“Another experience I learned from was the custom of washing the feet of the senior monks when they returned from the almsround. After they walked barefoot through the village and rice paddies, their feet would be muddy. There were foot baths outside the dining hall. When Ajahn Chah would come, all the monks - maybe twenty or thirty of them - would rush out and wash Ajahn Chah’s feet.
When I first saw this I thought, ‘I’m not going to do that - not me!’ Then the next day,thirty monks rushed out as soon as Ajahn Chah appeared and washed his feet - I thought, ‘What a stupid thing to be doing - thirty monks washing one man’s feet. I’m not going to do that.’
The day after that,the reaction became even more violent...thirty monks rushed out and washed Ajahn Chah’s feet and....’That really angers me, I’m fed up with it! I just feel that is the most stupid thing I’ve ever seen - thirty men going out to wash one man’s feet! He probably thinks he deserves it, you know - it’s really building up his ego. He’s probably got an enormous ego, having so many people wash his feet every day. I’ll never do that!’
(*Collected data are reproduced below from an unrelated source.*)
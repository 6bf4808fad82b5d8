//! # seatlock-engine
//!
//! The reservation core of Seatlock.
//!
//! ## Modules
//!
//! - `table`: fixed seat table with non-blocking reads
//! - `exclusion`: FIFO-fair gate serializing every state mutation
//! - `expiry`: lazy liveness evaluation and the optional sweeper
//! - `token`: unguessable claim token generation
//! - `outcome`: structured results of lock, confirm, and release
//! - `service`: validate-then-mutate orchestration of the three operations

pub mod exclusion;
pub mod expiry;
pub mod outcome;
pub mod service;
pub mod table;
pub mod token;

pub use exclusion::{ExclusionGate, ExclusionGuard, TableWriter};
pub use expiry::{ExpirySweeper, Liveness};
pub use outcome::{
    ConfirmOutcome, FailureReason, LockOutcome, ReleaseDetail, ReleaseOutcome, ReleaseReport,
    SeatFailure,
};
pub use service::ReservationService;
pub use table::{SeatRecord, SeatState, SeatTable};
pub use token::TokenGenerator;
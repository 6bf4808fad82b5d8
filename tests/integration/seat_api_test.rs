//! Integration tests for the seat reservation endpoints.

mod helpers;

use axum::http::StatusCode;
use serde_json::json;

use helpers::TestApp;

#[tokio::test]
async fn test_lock_confirm_flow() {
    let app = TestApp::new();

    let token = app.lock(&["A1", "A2"], 60).await;
    assert_eq!(app.seat_status("A1").await, "claimed");

    let response = app
        .request(
            "POST",
            "/api/seats/confirm",
            Some(json!({ "token": token, "seatIds": ["A1", "A2"] })),
        )
        .await;

    assert_eq!(response.status, StatusCode::OK);
    assert_eq!(response.body["success"], true);
    assert_eq!(response.body["confirmedResources"], json!(["A1", "A2"]));
    assert_eq!(app.seat_status("A1").await, "confirmed");
    assert_eq!(app.seat_status("A2").await, "confirmed");
}

#[tokio::test]
async fn test_lock_response_shape() {
    let app = TestApp::new();

    let response = app
        .request(
            "POST",
            "/api/seats/lock",
            Some(json!({ "seatIds": ["B2"], "ttlSeconds": 30 })),
        )
        .await;

    assert_eq!(response.status, StatusCode::OK);
    assert_eq!(response.body["success"], true);
    assert_eq!(response.body["seatIds"], json!(["B2"]));
    assert!(response.body["token"].as_str().is_some_and(|t| !t.is_empty()));
    assert!(response.body["expiresAt"].is_string());
}

#[tokio::test]
async fn test_resource_ids_alias_is_accepted() {
    let app = TestApp::new();

    let response = app
        .request(
            "POST",
            "/api/seats/lock",
            Some(json!({ "resourceIds": ["C1"] })),
        )
        .await;

    assert_eq!(response.status, StatusCode::OK);
    assert_eq!(app.seat_status("C1").await, "claimed");
}

#[tokio::test]
async fn test_overlapping_lock_is_rejected_without_side_effects() {
    let app = TestApp::new();
    app.lock(&["A1", "A2"], 5).await;

    let response = app
        .request(
            "POST",
            "/api/seats/lock",
            Some(json!({ "seatIds": ["A2", "A3"], "ttlSeconds": 5 })),
        )
        .await;

    assert_eq!(response.status, StatusCode::CONFLICT);
    assert_eq!(response.body["success"], false);
    assert_eq!(
        response.failed_resources(),
        vec![("A2".to_string(), "ACTIVELY_CLAIMED".to_string())]
    );
    assert_eq!(app.seat_status("A3").await, "available");
}

#[tokio::test]
async fn test_rejection_lists_every_failing_seat() {
    let app = TestApp::new();
    let token = app.lock(&["A1"], 60).await;
    app.request(
        "POST",
        "/api/seats/confirm",
        Some(json!({ "token": token, "seatIds": ["A1"] })),
    )
    .await;
    app.lock(&["A2"], 60).await;

    let response = app
        .request(
            "POST",
            "/api/seats/lock",
            Some(json!({ "seatIds": ["A1", "A2", "Z9", "A3"] })),
        )
        .await;

    assert_eq!(response.status, StatusCode::CONFLICT);
    assert_eq!(
        response.failed_resources(),
        vec![
            ("A1".to_string(), "ALREADY_CONFIRMED".to_string()),
            ("A2".to_string(), "ACTIVELY_CLAIMED".to_string()),
            ("Z9".to_string(), "NOT_FOUND".to_string()),
        ]
    );
    assert_eq!(app.seat_status("A3").await, "available");
}

#[tokio::test]
async fn test_expiry_scenario() {
    let app = TestApp::new();

    let t1 = app.lock(&["A1", "A2"], 5).await;

    let blocked = app
        .request(
            "POST",
            "/api/seats/lock",
            Some(json!({ "seatIds": ["A2", "A3"], "ttlSeconds": 5 })),
        )
        .await;
    assert_eq!(blocked.status, StatusCode::CONFLICT);
    assert_eq!(app.seat_status("A3").await, "available");

    app.advance(5);

    let t2 = app.lock(&["A2", "A3"], 5).await;
    assert_ne!(t1, t2);

    let response = app
        .request(
            "POST",
            "/api/seats/confirm",
            Some(json!({ "token": t1, "seatIds": ["A1", "A2"] })),
        )
        .await;

    assert_eq!(response.status, StatusCode::CONFLICT);
    assert_eq!(
        response.failed_resources(),
        vec![
            ("A1".to_string(), "CLAIM_EXPIRED".to_string()),
            ("A2".to_string(), "TOKEN_MISMATCH".to_string()),
        ]
    );
    assert_eq!(app.seat_status("A1").await, "available");
    assert_eq!(app.seat_status("A2").await, "claimed");
}

#[tokio::test]
async fn test_confirm_unclaimed_seat_is_rejected() {
    let app = TestApp::new();
    let token = app.lock(&["A1"], 60).await;

    let response = app
        .request(
            "POST",
            "/api/seats/confirm",
            Some(json!({ "token": token, "seatIds": ["A1", "B1"] })),
        )
        .await;

    assert_eq!(response.status, StatusCode::CONFLICT);
    assert_eq!(
        response.failed_resources(),
        vec![("B1".to_string(), "NOT_CLAIMED".to_string())]
    );
    assert_eq!(app.seat_status("A1").await, "claimed");
}

#[tokio::test]
async fn test_release_reports_per_seat_outcomes() {
    let app = TestApp::new();
    let mine = app.lock(&["A1", "A2"], 60).await;
    app.lock(&["B1"], 60).await;

    let response = app
        .request(
            "POST",
            "/api/seats/release",
            Some(json!({ "token": mine, "seatIds": ["A1", "B1", "C1", "Q7"] })),
        )
        .await;

    assert_eq!(response.status, StatusCode::OK);
    assert_eq!(response.body["success"], true);
    assert_eq!(
        response.body["details"],
        json!([
            { "id": "A1", "outcome": "RELEASED" },
            { "id": "B1", "outcome": "TOKEN_MISMATCH" },
            { "id": "C1", "outcome": "NOT_CLAIMED" },
            { "id": "Q7", "outcome": "NOT_FOUND" },
        ])
    );

    assert_eq!(app.seat_status("A1").await, "available");
    assert_eq!(app.seat_status("A2").await, "claimed");
    assert_eq!(app.seat_status("B1").await, "claimed");
}

#[tokio::test]
async fn test_released_seat_can_be_locked_again() {
    let app = TestApp::new();
    let token = app.lock(&["C5"], 60).await;

    app.request(
        "POST",
        "/api/seats/release",
        Some(json!({ "token": token, "seatIds": ["C5"] })),
    )
    .await;

    let again = app.lock(&["C5"], 60).await;
    assert_ne!(again, token);
}

#[tokio::test]
async fn test_empty_seat_list_is_invalid() {
    let app = TestApp::new();

    let response = app
        .request("POST", "/api/seats/lock", Some(json!({ "seatIds": [] })))
        .await;

    assert_eq!(response.status, StatusCode::BAD_REQUEST);
    assert_eq!(response.body["success"], false);
    assert_eq!(response.body["error"], "INVALID_REQUEST");
}

#[tokio::test]
async fn test_missing_token_is_invalid() {
    let app = TestApp::new();

    let response = app
        .request(
            "POST",
            "/api/seats/confirm",
            Some(json!({ "seatIds": ["A1"] })),
        )
        .await;
    assert_eq!(response.status, StatusCode::BAD_REQUEST);

    let blank = app
        .request(
            "POST",
            "/api/seats/release",
            Some(json!({ "token": "", "seatIds": ["A1"] })),
        )
        .await;
    assert_eq!(blank.status, StatusCode::BAD_REQUEST);
    assert_eq!(blank.body["error"], "INVALID_REQUEST");
}

#[tokio::test]
async fn test_zero_ttl_is_invalid() {
    let app = TestApp::new();

    let response = app
        .request(
            "POST",
            "/api/seats/lock",
            Some(json!({ "seatIds": ["A1"], "ttlSeconds": 0 })),
        )
        .await;

    assert_eq!(response.status, StatusCode::BAD_REQUEST);
    assert_eq!(app.seat_status("A1").await, "available");
}

#[tokio::test]
async fn test_too_many_seats_is_invalid() {
    let app = TestApp::new();
    let seats: Vec<String> = ["A", "B", "C"]
        .iter()
        .flat_map(|row| (1..=5).map(move |n| format!("{row}{n}")))
        .collect();

    let response = app
        .request(
            "POST",
            "/api/seats/lock",
            Some(json!({ "seatIds": seats })),
        )
        .await;

    assert_eq!(response.status, StatusCode::BAD_REQUEST);
    assert_eq!(app.reservations.summary().available, 15);
}

#[tokio::test]
async fn test_malformed_json_is_invalid() {
    let app = TestApp::new();

    let response = app
        .request("POST", "/api/seats/lock", Some(json!({ "seatIds": "A1" })))
        .await;

    assert_eq!(response.status, StatusCode::BAD_REQUEST);
    assert_eq!(response.body["error"], "INVALID_REQUEST");
}

#[tokio::test]
async fn test_unknown_seat_returns_404() {
    let app = TestApp::new();

    let response = app.request("GET", "/api/seats/Z99", None).await;

    assert_eq!(response.status, StatusCode::NOT_FOUND);
    assert_eq!(response.body["error"], "NOT_FOUND");
}

#[tokio::test]
async fn test_list_seats_in_layout_order() {
    let app = TestApp::new();
    app.lock(&["B3"], 60).await;

    let response = app.request("GET", "/api/seats", None).await;
    assert_eq!(response.status, StatusCode::OK);

    let seats = response.body["data"].as_array().expect("seat list");
    assert_eq!(seats.len(), 15);
    assert_eq!(seats[0]["id"], "A1");
    assert_eq!(seats[14]["id"], "C5");

    let b3 = seats.iter().find(|s| s["id"] == "B3").expect("B3 listed");
    assert_eq!(b3["status"], "claimed");
    assert!(b3["claimExpiresAt"].is_string());
}

#[tokio::test]
async fn test_summary_reflects_lazy_expiry() {
    let app = TestApp::new();
    let token = app.lock(&["A1"], 60).await;
    app.request(
        "POST",
        "/api/seats/confirm",
        Some(json!({ "token": token, "seatIds": ["A1"] })),
    )
    .await;
    app.lock(&["A2", "A3"], 10).await;

    let before = app.request("GET", "/api/seats/summary", None).await;
    assert_eq!(before.status, StatusCode::OK);
    assert_eq!(
        before.body["data"],
        json!({ "total": 15, "available": 12, "claimed": 2, "confirmed": 1 })
    );

    app.advance(10);

    let after = app.request("GET", "/api/seats/summary", None).await;
    assert_eq!(
        after.body["data"],
        json!({ "total": 15, "available": 14, "claimed": 0, "confirmed": 1 })
    );
}

#[tokio::test]
async fn test_health_check() {
    let app = TestApp::new();

    let response = app.request("GET", "/api/health", None).await;

    assert_eq!(response.status, StatusCode::OK);
    assert_eq!(response.body["data"]["status"], "ok");
    assert!(response.body["data"]["version"].is_string());
}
I was beginning to build up a strong reaction, an over reaction. I would sit there feeling miserable and angry. I’d look at the monks and I’d think, ‘They all look stupid to me. I don’t know what I’m doing here.’But then I started listening and I thought, ‘This is really an unpleasant frame of mind to be in. Is it anything to get upset about? They haven’t made me do it. It’s all right; there’s nothing wrong with thirty men washing one man’s feet.
It’s not immoral or bad behaviourand maybe they enjoy it; maybe they want to do it - maybe it’s allright to do that....Maybe I should do it!’ So the next morning, thirty-one monks ran out and washed Ajahn Chah’s feet.
There was no problem after that. It felt really good: that nasty thing in me had stopped. We can reflect upon these things that arouse indignation and anger in us: is something really wrong with them or is it something we create dukkha about?
Then we begin to understand the problems we create in our own lives and the lives of the people around us.”